Breakfast the following morning was a lot of banging on cupboards and shining a flashlight inside — my grandson was in charge of that — before reaching for dishes. Terry arrived later in the day, after a negative COVID test and feeling better, loaded for bear in a mouse sort of way. Isaac placed the traps, and that night we caught the terrifying creature. There is a reason I think phobia should be spelled "foebia."
On the wonderful side, there were moments like the 6-year-old asking if she could come in while I was cooking and sing me some songs. Our daughter checked out a Hardy Boys book from the library and read it aloud around our "fake" fire. Our grandboy kayaked to a fishing spot Terry told him about — he's just back with his fourth smallmouth bass.

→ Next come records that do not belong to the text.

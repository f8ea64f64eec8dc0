//! Rule-Management Client
//!
//! Lists, deletes and adds filtered-stream rules with the provider's
//! rule endpoint. Every call is a single authenticated request; nothing
//! is retried here, a failure is left for the caller to handle.

use std::time::Duration;

use async_trait::async_trait;
use reqwest::{Client, RequestBuilder};

use super::error::TransportError;
use crate::application::ports::RulesPort;
use crate::domain::rules::{DesiredRules, RuleSet};
use crate::infrastructure::config::{Credentials, RelayConfig};

/// User agent sent with every provider request.
pub const USER_AGENT: &str = concat!("tweet-stream-relay/", env!("CARGO_PKG_VERSION"));

/// HTTP client for the rule-management endpoint.
#[derive(Debug, Clone)]
pub struct RulesClient {
    client: Client,
    rules_url: String,
    credentials: Credentials,
}

impl RulesClient {
    /// Create a client from the relay configuration.
    ///
    /// # Errors
    ///
    /// Returns [`TransportError::ClientInit`] if the HTTP client cannot be built.
    pub fn new(config: &RelayConfig) -> Result<Self, TransportError> {
        Self::with_endpoint(
            config.rules_url(),
            config.credentials.clone(),
            config.api.request_timeout,
        )
    }

    /// Create a client for an explicit endpoint.
    ///
    /// # Errors
    ///
    /// Returns [`TransportError::ClientInit`] if the HTTP client cannot be built.
    pub fn with_endpoint(
        rules_url: String,
        credentials: Credentials,
        timeout: Duration,
    ) -> Result<Self, TransportError> {
        let client = Client::builder()
            .user_agent(USER_AGENT)
            .timeout(timeout)
            .build()
            .map_err(|e| TransportError::ClientInit(e.to_string()))?;

        Ok(Self {
            client,
            rules_url,
            credentials,
        })
    }

    /// Send an authenticated request and decode the provider's answer.
    async fn execute(&self, request: RequestBuilder) -> Result<RuleSet, TransportError> {
        let response = request
            .bearer_auth(self.credentials.bearer_token())
            .send()
            .await?;

        let status = response.status();
        let body = response.text().await?;

        if !status.is_success() {
            return Err(TransportError::Status {
                status: status.as_u16(),
                body,
            });
        }

        if body.trim().is_empty() {
            return Ok(RuleSet::default());
        }

        let rule_set: RuleSet = serde_json::from_str(&body)?;
        for error in rule_set.provider_errors() {
            tracing::warn!(error = %error, "Provider reported a rule error");
        }
        Ok(rule_set)
    }
}

#[async_trait]
impl RulesPort for RulesClient {
    async fn list_rules(&self) -> Result<RuleSet, TransportError> {
        let rule_set = self.execute(self.client.get(&self.rules_url)).await?;
        tracing::debug!(count = rule_set.rule_count(), "Listed stream rules");
        Ok(rule_set)
    }

    async fn delete_rules(&self, rule_set: &RuleSet) -> Result<Option<RuleSet>, TransportError> {
        let Some(request) = rule_set.to_delete_request() else {
            tracing::debug!("No registered rules to delete");
            return Ok(None);
        };

        let count = request.delete.ids.len();
        let response = self
            .execute(self.client.post(&self.rules_url).json(&request))
            .await?;
        tracing::debug!(count, "Deleted stream rules");
        Ok(Some(response))
    }

    async fn add_rules(&self, desired: &DesiredRules) -> Result<RuleSet, TransportError> {
        let response = self
            .execute(self.client.post(&self.rules_url).json(&desired.to_add_request()))
            .await?;
        tracing::debug!(
            requested = desired.len(),
            registered = response.rule_count(),
            "Added stream rules"
        );
        Ok(response)
    }
}

#[cfg(test)]
mod tests {
    use serde_json::json;
    use wiremock::matchers::{body_json, header, method, path};
    use wiremock::{Mock, MockServer, ResponseTemplate};

    use super::*;
    use crate::domain::rules::Rule;

    const RULES_PATH: &str = "/2/tweets/search/stream/rules";

    fn client_for(server: &MockServer) -> RulesClient {
        RulesClient::with_endpoint(
            format!("{}{RULES_PATH}", server.uri()),
            Credentials::new("test-token".to_string()),
            Duration::from_secs(5),
        )
        .unwrap()
    }

    #[tokio::test]
    async fn list_rules_sends_bearer_token() {
        let server = MockServer::start().await;
        Mock::given(method("GET"))
            .and(path(RULES_PATH))
            .and(header("authorization", "Bearer test-token"))
            .respond_with(ResponseTemplate::new(200).set_body_json(json!({
                "data": [{"id": "1", "value": "cars"}],
                "meta": {"result_count": 1}
            })))
            .expect(1)
            .mount(&server)
            .await;

        let rules = client_for(&server).list_rules().await.unwrap();
        assert_eq!(rules.rule_ids().unwrap(), vec!["1"]);
    }

    #[tokio::test]
    async fn list_rules_without_rules() {
        let server = MockServer::start().await;
        Mock::given(method("GET"))
            .and(path(RULES_PATH))
            .respond_with(
                ResponseTemplate::new(200).set_body_json(json!({"meta": {"result_count": 0}})),
            )
            .mount(&server)
            .await;

        let rules = client_for(&server).list_rules().await.unwrap();
        assert!(rules.data.is_none());
    }

    #[tokio::test]
    async fn list_rules_maps_error_status() {
        let server = MockServer::start().await;
        Mock::given(method("GET"))
            .and(path(RULES_PATH))
            .respond_with(ResponseTemplate::new(401).set_body_string("Unauthorized"))
            .mount(&server)
            .await;

        let err = client_for(&server).list_rules().await.unwrap_err();
        assert_eq!(err.status(), Some(401));
    }

    #[tokio::test]
    async fn list_rules_rejects_non_json_body() {
        let server = MockServer::start().await;
        Mock::given(method("GET"))
            .and(path(RULES_PATH))
            .respond_with(ResponseTemplate::new(200).set_body_string("<html>"))
            .mount(&server)
            .await;

        let err = client_for(&server).list_rules().await.unwrap_err();
        assert!(matches!(err, TransportError::Decode(_)));
    }

    #[tokio::test]
    async fn list_rules_reports_unreachable_provider() {
        let client = RulesClient::with_endpoint(
            "http://127.0.0.1:9/rules".to_string(),
            Credentials::new("t".to_string()),
            Duration::from_secs(2),
        )
        .unwrap();

        let err = client.list_rules().await.unwrap_err();
        assert!(matches!(err, TransportError::Network(_)));
    }

    #[tokio::test]
    async fn delete_without_rule_list_makes_no_request() {
        let server = MockServer::start().await;
        let client = client_for(&server);

        let result = client.delete_rules(&RuleSet::default()).await.unwrap();
        assert!(result.is_none());
        assert!(server.received_requests().await.unwrap().is_empty());
    }

    #[tokio::test]
    async fn delete_sends_one_batch_with_every_id() {
        let server = MockServer::start().await;
        Mock::given(method("POST"))
            .and(path(RULES_PATH))
            .and(header("authorization", "Bearer test-token"))
            .and(body_json(json!({"delete": {"ids": ["1", "2"]}})))
            .respond_with(ResponseTemplate::new(200).set_body_json(json!({
                "meta": {"summary": {"deleted": 2, "not_deleted": 0}}
            })))
            .expect(1)
            .mount(&server)
            .await;

        let snapshot: RuleSet = serde_json::from_value(json!({
            "data": [{"id": "1", "value": "a"}, {"id": "2", "value": "b"}]
        }))
        .unwrap();

        let response = client_for(&server)
            .delete_rules(&snapshot)
            .await
            .unwrap()
            .unwrap();
        assert_eq!(response.meta.unwrap()["summary"]["deleted"], 2);
        assert_eq!(server.received_requests().await.unwrap().len(), 1);
    }

    #[tokio::test]
    async fn add_sends_desired_rules() {
        let server = MockServer::start().await;
        Mock::given(method("POST"))
            .and(path(RULES_PATH))
            .and(header("content-type", "application/json"))
            .and(body_json(json!({"add": [{"value": "cars"}, {"value": "dogs", "tag": "pets"}]})))
            .respond_with(ResponseTemplate::new(201).set_body_json(json!({
                "data": [
                    {"id": "10", "value": "cars"},
                    {"id": "11", "value": "dogs", "tag": "pets"}
                ],
                "meta": {"summary": {"created": 2, "not_created": 0, "valid": 2, "invalid": 0}}
            })))
            .expect(1)
            .mount(&server)
            .await;

        let desired = DesiredRules::new(vec![Rule::new("cars"), Rule::new("dogs").with_tag("pets")]);
        let response = client_for(&server).add_rules(&desired).await.unwrap();
        assert_eq!(response.rule_count(), 2);
    }

    #[tokio::test]
    async fn add_tolerates_provider_errors_in_success_body() {
        let server = MockServer::start().await;
        Mock::given(method("POST"))
            .and(path(RULES_PATH))
            .respond_with(ResponseTemplate::new(200).set_body_json(json!({
                "meta": {"summary": {"created": 0, "not_created": 1}},
                "errors": [{"value": "cars", "title": "DuplicateRule"}]
            })))
            .mount(&server)
            .await;

        let response = client_for(&server)
            .add_rules(&DesiredRules::default())
            .await
            .unwrap();
        assert_eq!(response.provider_errors().len(), 1);
    }
}
//! Configuration Module
//!
//! Configuration loading for the relay service.

mod settings;

pub use settings::{
    ApiSettings, BroadcastSettings, ConfigError, Credentials, DEFAULT_API_BASE_URL,
    ReconcileMode, RelayConfig, ServerSettings, StreamSettings,
};
//! Domain Layer - Core relay types and business logic.
//!
//! This layer contains the core domain types for filter rules and streamed
//! records. Types here carry serialization support and nothing else.

/// Filter rules, desired rule lists and provider snapshots.
pub mod rules;

/// Stream records and relay connection state.
pub mod streaming;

Sunrises on the beach — that first gleam above the mountains — have inspired. There's something about that golden ball calling forth the day that speaks of the eternal. And last evening's silver moon path on the still lake is unequaled. I could have stepped into the night and walked on water — it was that real.
Would I do this campout again? As much trouble as we had getting here, and as petrifying as the mouse stowaway was, I'd have to say yes. Because the good memories — the uplifting moments — have been too glorious to miss. The wonderful was here, waiting. I just had to believe I'd find it.